### YOUR OBJECTIVE
Would you reproduce the whole listing below without altering a single word?

Segment Start: EXERCISE MATERIAL

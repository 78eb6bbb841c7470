//! Protocol error types.

use thiserror::Error;

/// Errors raised while encoding or decoding wire frames.
#[derive(Debug, Error)]
pub enum ProtocolError {
    #[error("corrupt header: checksum mismatch (expected {expected:#010x}, got {actual:#010x})")]
    CorruptHeader { expected: u32, actual: u32 },

    #[error("unsupported protocol version: {0}")]
    UnsupportedVersion(u8),

    #[error("unknown compression codec: {0}")]
    UnknownCompression(u8),

    #[error("corrupt body: payload checksum mismatch (expected {expected:#x}, got {actual:#x})")]
    CorruptBody { expected: u64, actual: u64 },

    #[error("payload too large: {size} bytes (max {max})")]
    PayloadTooLarge { size: u32, max: u32 },

    #[error("compression failed: {0}")]
    Compression(String),

    #[error("JSON error: {0}")]
    Json(#[from] serde_json::Error),

    #[error("I/O error: {0}")]
    Io(#[from] std::io::Error),
}
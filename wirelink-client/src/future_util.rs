//! Fallible transforms over finite sequences of async work.

use futures::future::try_join_all;
use std::future::Future;

/// Runs `func` over each element in order, fully awaiting one invocation
/// before starting the next. Results are collected in input order; the first
/// failure stops further invocations and is propagated (results collected so
/// far are discarded).
pub async fn async_transform<I, F, Fut, U, E>(inputs: I, mut func: F) -> Result<Vec<U>, E>
where
    I: IntoIterator,
    F: FnMut(I::Item) -> Fut,
    Fut: Future<Output = Result<U, E>>,
{
    let iter = inputs.into_iter();
    let mut results = Vec::with_capacity(iter.size_hint().0);
    for input in iter {
        results.push(func(input).await?);
    }
    Ok(results)
}

/// Starts `func` for every element immediately and awaits them all. On
/// success, results are in input order; on failure, one of the errors is
/// propagated.
pub async fn parallel_transform<I, F, Fut, U, E>(inputs: I, func: F) -> Result<Vec<U>, E>
where
    I: IntoIterator,
    F: FnMut(I::Item) -> Fut,
    Fut: Future<Output = Result<U, E>>,
{
    try_join_all(inputs.into_iter().map(func)).await
}

#[cfg(test)]
mod tests {
    use super::*;
    use std::sync::atomic::{AtomicUsize, Ordering};
    use std::sync::Arc;
    use std::time::Duration;

    #[tokio::test]
    async fn test_async_transform_preserves_order() {
        let results = async_transform(1..=5, |n| async move { Ok::<_, ()>(n * 10) })
            .await
            .unwrap();
        assert_eq!(results, vec![10, 20, 30, 40, 50]);
    }

    #[tokio::test]
    async fn test_async_transform_is_sequential() {
        // Each invocation observes that no other invocation is running.
        let active = Arc::new(AtomicUsize::new(0));
        async_transform(0..8, |_| {
            let active = Arc::clone(&active);
            async move {
                assert_eq!(active.fetch_add(1, Ordering::SeqCst), 0);
                tokio::time::sleep(Duration::from_millis(1)).await;
                active.fetch_sub(1, Ordering::SeqCst);
                Ok::<_, ()>(())
            }
        })
        .await
        .unwrap();
    }

    #[tokio::test]
    async fn test_async_transform_stops_at_first_error() {
        let invocations = Arc::new(AtomicUsize::new(0));
        let result = async_transform(0..10, |n| {
            let invocations = Arc::clone(&invocations);
            async move {
                invocations.fetch_add(1, Ordering::SeqCst);
                if n == 3 {
                    Err("boom")
                } else {
                    Ok(n)
                }
            }
        })
        .await;

        assert_eq!(result, Err("boom"));
        // Elements after the failing one were never invoked.
        assert_eq!(invocations.load(Ordering::SeqCst), 4);
    }

    #[tokio::test]
    async fn test_parallel_transform_preserves_order() {
        // Later elements finish first; output order must still match input.
        let results = parallel_transform(0..5u64, |n| async move {
            tokio::time::sleep(Duration::from_millis(50 - n * 10)).await;
            Ok::<_, ()>(n)
        })
        .await
        .unwrap();
        assert_eq!(results, vec![0, 1, 2, 3, 4]);
    }

    #[tokio::test]
    async fn test_parallel_transform_runs_concurrently() {
        // With 4 concurrent 20ms sleeps, the whole batch finishes well under
        // the 80ms a sequential run would need.
        let start = tokio::time::Instant::now();
        parallel_transform(0..4, |_| async {
            tokio::time::sleep(Duration::from_millis(20)).await;
            Ok::<_, ()>(())
        })
        .await
        .unwrap();
        assert!(start.elapsed() < Duration::from_millis(60));
    }

    #[tokio::test]
    async fn test_parallel_transform_propagates_failure() {
        let result = parallel_transform(0..4, |n| async move {
            if n % 2 == 1 {
                Err(n)
            } else {
                Ok(n)
            }
        })
        .await;
        assert!(result.is_err());
    }

    #[tokio::test]
    async fn test_owned_range_outlives_invocations() {
        // Owned collection moved into the transform.
        let words: Vec<String> = vec!["a".into(), "b".into()];
        let results = async_transform(words, |w| async move { Ok::<_, ()>(w.len()) })
            .await
            .unwrap();
        assert_eq!(results, vec![1, 1]);
    }
}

Segment End: EXERCISE MATERIAL

### RESULT BELOW
repository 78eb6bbb841c7470
//! Protocol error types.

use thiserror::Error;

/// Errors raised while encoding or decoding wire frames.
#[derive(Debug, Error)]
pub enum ProtocolError {
    #[error("corrupt header: checksum mismatch (expected {expected:#010x}, got {actual:#010x})")]
    CorruptHeader { expected: u32, actual: u32 },

    #[error("unsupported protocol version: {0}")]
    UnsupportedVersion(u8),

    #[error("unknown compression codec: {0}")]
    UnknownCompression(u8),

    #[error("corrupt body: payload checksum mismatch (expected {expected:#x}, got {actual:#x})")]
    CorruptBody { expected: u64, actual: u64 },

    #[error("payload too large: {size} bytes (max {max})")]
    PayloadTooLarge { size: u32, max: u32 },

    #[error("compression failed: {0}")]
    Compression(String),

    #[error("JSON error: {0}")]
    Json(#[from] serde_json::Error),

    #[error("I/O error: {0}")]
    Io(#[from] std::io::Error),
}
filename wirelink-client/src/future_util.rs
//! Fallible transforms over finite sequences of async work.

use futures::future::try_join_all;
use std::future::Future;

/// Runs `func` over each element in order, fully awaiting one invocation
/// before starting the next. Results are collected in input order; the first
/// failure stops further invocations and is propagated (results collected so
/// far are discarded).
pub async fn async_transform<I, F, Fut, U, E>(inputs: I, mut func: F) -> Result<Vec<U>, E>
where
    I: IntoIterator,
    F: FnMut(I::Item) -> Fut,
    Fut: Future<Output = Result<U, E>>,
{
    let iter = inputs.into_iter();
    let mut results = Vec::with_capacity(iter.size_hint().0);
    for input in iter {
        results.push(func(input).await?);
    }
    Ok(results)
}

/// Starts `func` for every element immediately and awaits them all. On
/// success, results are in input order; on failure, one of the errors is
/// propagated.
pub async fn parallel_transform<I, F, Fut, U, E>(inputs: I, func: F) -> Result<Vec<U>, E>
where
    I: IntoIterator,
    F: FnMut(I::Item) -> Fut,
    Fut: Future<Output = Result<U, E>>,
{
    try_join_all(inputs.into_iter().map(func)).await
}

#[cfg(test)]
mod tests {
    use super::*;
    use std::sync::atomic::{AtomicUsize, Ordering};
    use std::sync::Arc;
    use std::time::Duration;

    #[tokio::test]
    async fn test_async_transform_preserves_order() {
        let results = async_transform(1..=5, |n| async move { Ok::<_, ()>(n * 10) })
            .await
            .unwrap();
        assert_eq!(results, vec![10, 20, 30, 40, 50]);
    }

    #[tokio::test]
    async fn test_async_transform_is_sequential() {
        // Each invocation observes that no other invocation is running.
        let active = Arc::new(AtomicUsize::new(0));
        async_transform(0..8, |_| {
            let active = Arc::clone(&active);
            async move {
                assert_eq!(active.fetch_add(1, Ordering::SeqCst), 0);
                tokio::time::sleep(Duration::from_millis(1)).await;
                active.fetch_sub(1, Ordering::SeqCst);
                Ok::<_, ()>(())
            }
        })
        .await
        .unwrap();
    }

    #[tokio::test]
    async fn test_async_transform_stops_at_first_error() {
        let invocations = Arc::new(AtomicUsize::new(0));
        let result = async_transform(0..10, |n| {
            let invocations = Arc::clone(&invocations);
            async move {
                invocations.fetch_add(1, Ordering::SeqCst);
                if n == 3 {
                    Err("boom")
                } else {
                    Ok(n)
                }
            }
        })
        .await;

        assert_eq!(result, Err("boom"));
        // Elements after the failing one were never invoked.
        assert_eq!(invocations.load(Ordering::SeqCst), 4);
    }

    #[tokio::test]
    async fn test_parallel_transform_preserves_order() {
        // Later elements finish first; output order must still match input.
        let results = parallel_transform(0..5u64, |n| async move {
            tokio::time::sleep(Duration::from_millis(50 - n * 10)).await;
            Ok::<_, ()>(n)
        })
        .await
        .unwrap();
        assert_eq!(results, vec![0, 1, 2, 3, 4]);
    }

    #[tokio::test]
    async fn test_parallel_transform_runs_concurrently() {
        // With 4 concurrent 20ms sleeps, the whole batch finishes well under
        // the 80ms a sequential run would need.
        let start = tokio::time::Instant::now();
        parallel_transform(0..4, |_| async {
            tokio::time::sleep(Duration::from_millis(20)).await;
            Ok::<_, ()>(())
        })
        .await
        .unwrap();
        assert!(start.elapsed() < Duration::from_millis(60));
    }

    #[tokio::test]
    async fn test_parallel_transform_propagates_failure() {
        let result = parallel_transform(0..4, |n| async move {
            if n % 2 == 1 {
                Err(n)
            } else {
                Ok(n)
            }
        })
        .await;
        assert!(result.is_err());
    }

    #[tokio::test]
    async fn test_owned_range_outlives_invocations() {
        // Owned collection moved into the transform.
        let words: Vec<String> = vec!["a".into(), "b".into()];
        let results = async_transform(words, |w| async move { Ok::<_, ()>(w.len()) })
            .await
            .unwrap();
        assert_eq!(results, vec![1, 1]);
    }
}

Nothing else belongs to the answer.